Abou Dhar était également un homme au grand l’esprit et aux deux visages : un guerrier et un homme pieux, un solitaire et un être sociable, un religieux et un homme politique, un fin défenseur de la liberté et de la justice et un érudit à la recherche de la science, de la vérité et de la meilleure compréhension du Saint Coran.

Qui est capable de décrire les qualités de Ali ? Un esprit extraordinaire aux multiples dimensions dont les qualités sont largement supérieures à celles des dieux de la mythologie gréco-romaine. Ali est le symbole de l’héroïsme dans l’histoire de l’humanité. Il incarne le génie de la guerre, de la rhétorique, de la sagesse, de la loyauté, du sacrifice, de la piété, de la vérité et de la justice.

Ali était un guerrier redoutable qui mena des combats sanglants pendant plusieurs jours. Sa fameuse épée coupait les têtes de ses agresseurs tels des épis de blé. Néanmoins, il était également un homme solitaire à l’esprit de contemplation.

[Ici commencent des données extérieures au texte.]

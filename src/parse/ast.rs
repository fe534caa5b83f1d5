use std::fmt;

use super::token::TokenKind;

#[derive(Debug, Eq, PartialEq, Clone)]
pub struct Program<'src>(pub Vec<Stmt<'src>>);

#[derive(Debug, Eq, PartialEq, Clone)]
pub enum Stmt<'src> {
    Expr(Expr<'src>),
    Let {
        name: &'src str,
        value: Expr<'src>,
    },
    Return(Option<Expr<'src>>),
    Break(Option<Expr<'src>>),
    Continue,
    Block(Block<'src>),
    If(If<'src>),
    While(While<'src>),
    FuncDecl {
        name: &'src str,
        func: Function<'src>,
    },
}

#[derive(Debug, Eq, PartialEq, Clone)]
pub struct Block<'src>(pub Vec<Stmt<'src>>);

#[derive(Debug, Eq, PartialEq, Clone)]
pub struct ParamList<'src>(pub Vec<&'src str>);

#[derive(Debug, Eq, PartialEq, Clone)]
pub struct Function<'src> {
    pub params: ParamList<'src>,
    pub body: Block<'src>,
}

#[derive(Debug, Eq, PartialEq, Clone)]
pub struct If<'src> {
    pub condition: Box<Expr<'src>>,
    pub then_block: Block<'src>,
    pub else_branch: Option<Else<'src>>,
}

#[derive(Debug, Eq, PartialEq, Clone)]
pub enum Else<'src> {
    Block(Block<'src>),
    If(Box<If<'src>>),
}

#[derive(Debug, Eq, PartialEq, Clone)]
pub struct While<'src> {
    pub condition: Box<Expr<'src>>,
    pub body: Block<'src>,
}

#[derive(Debug, Eq, PartialEq, Clone)]
pub enum Expr<'src> {
    Ident(&'src str),
    IntLit(&'src str),
    Unary(TokenKind, Box<Expr<'src>>),
    Binary(Box<Expr<'src>>, TokenKind, Box<Expr<'src>>),
    Call {
        callee: Box<Expr<'src>>,
        args: Vec<Expr<'src>>,
    },
    Block(Block<'src>),
    If(If<'src>),
    While(While<'src>),
    Func(Function<'src>),
}

impl<'src> Expr<'src> {
    /// The expression whose text comes first when this one is rendered.
    fn leftmost(&self) -> &Expr<'src> {
        match self {
            Expr::Call { callee, .. } => callee.leftmost(),
            expr => expr,
        }
    }

    /// Whether the rendered text would be read back as a statement of its own
    /// when it starts a line.
    fn looks_like_stmt(&self) -> bool {
        match self.leftmost() {
            Expr::Block(_) | Expr::If(_) | Expr::While(_) => true,
            _ => false,
        }
    }
}

fn join<T: fmt::Display>(items: &[T], sep: &str) -> String {
    items
        .iter()
        .map(ToString::to_string)
        .collect::<Vec<String>>()
        .join(sep)
}

impl<'src> fmt::Display for Program<'src> {
    fn fmt(&self, f: &mut fmt::Formatter) -> fmt::Result {
        write!(f, "{}", join(&self.0, "\n"))
    }
}

impl<'src> fmt::Display for Block<'src> {
    fn fmt(&self, f: &mut fmt::Formatter) -> fmt::Result {
        if self.0.is_empty() {
            write!(f, "{{ }}")
        } else {
            write!(f, "{{ {} }}", join(&self.0, " "))
        }
    }
}

impl<'src> fmt::Display for ParamList<'src> {
    fn fmt(&self, f: &mut fmt::Formatter) -> fmt::Result {
        write!(f, "({})", self.0.join(", "))
    }
}

impl<'src> fmt::Display for If<'src> {
    fn fmt(&self, f: &mut fmt::Formatter) -> fmt::Result {
        write!(f, "if {} {}", self.condition, self.then_block)?;
        match &self.else_branch {
            Some(Else::Block(block)) => write!(f, " else {}", block),
            Some(Else::If(elif)) => write!(f, " else {}", elif),
            None => Ok(()),
        }
    }
}

impl<'src> fmt::Display for While<'src> {
    fn fmt(&self, f: &mut fmt::Formatter) -> fmt::Result {
        write!(f, "while {} {}", self.condition, self.body)
    }
}

impl<'src> fmt::Display for Stmt<'src> {
    fn fmt(&self, f: &mut fmt::Formatter) -> fmt::Result {
        match self {
            Stmt::Expr(expr) if expr.looks_like_stmt() => write!(f, "({});", expr),
            Stmt::Expr(expr) => write!(f, "{};", expr),
            Stmt::Let { name, value } => write!(f, "let {} = {};", name, value),
            Stmt::Return(Some(value)) => write!(f, "return {};", value),
            Stmt::Return(None) => write!(f, "return;"),
            Stmt::Break(Some(value)) => write!(f, "break {};", value),
            Stmt::Break(None) => write!(f, "break;"),
            Stmt::Continue => write!(f, "continue;"),
            Stmt::Block(block) => write!(f, "{};", block),
            Stmt::If(stmt) => write!(f, "{};", stmt),
            Stmt::While(stmt) => write!(f, "{};", stmt),
            Stmt::FuncDecl { name, func } => write!(f, "func {}{} {};", name, func.params, func.body),
        }
    }
}

impl<'src> fmt::Display for Expr<'src> {
    fn fmt(&self, f: &mut fmt::Formatter) -> fmt::Result {
        match self {
            Expr::Ident(name) => write!(f, "{}", name),
            Expr::IntLit(lit) => write!(f, "{}", lit),
            Expr::Unary(op, expr) => write!(f, "({}{})", op.as_str(), expr),
            Expr::Binary(l, op, r) => write!(f, "({} {} {})", l, op.as_str(), r),
            Expr::Call { callee, args } => write!(f, "{}({})", callee, join(args, ", ")),
            Expr::Block(block) => write!(f, "{}", block),
            Expr::If(expr) => write!(f, "{}", expr),
            Expr::While(expr) => write!(f, "{}", expr),
            Expr::Func(func) => write!(f, "func{} {}", func.params, func.body),
        }
    }
}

Dans l’obscurité de la ville, il quittait son repos pour arroser les dattiers de Banu Najar, dans les banlieues de la Médine, d’un puits tourmenté et attristé, prisonnier de cette terre.

Les qualités de Muhammad, tel que nous les connaissons depuis 14 siècles, ne doivent pas être limitées, à sa personne, mais doivent être combinées à celles d’Allah, du Saint Coran et à celles d’Abou Dhar et de bien d’autres figures qu'il a façonnées.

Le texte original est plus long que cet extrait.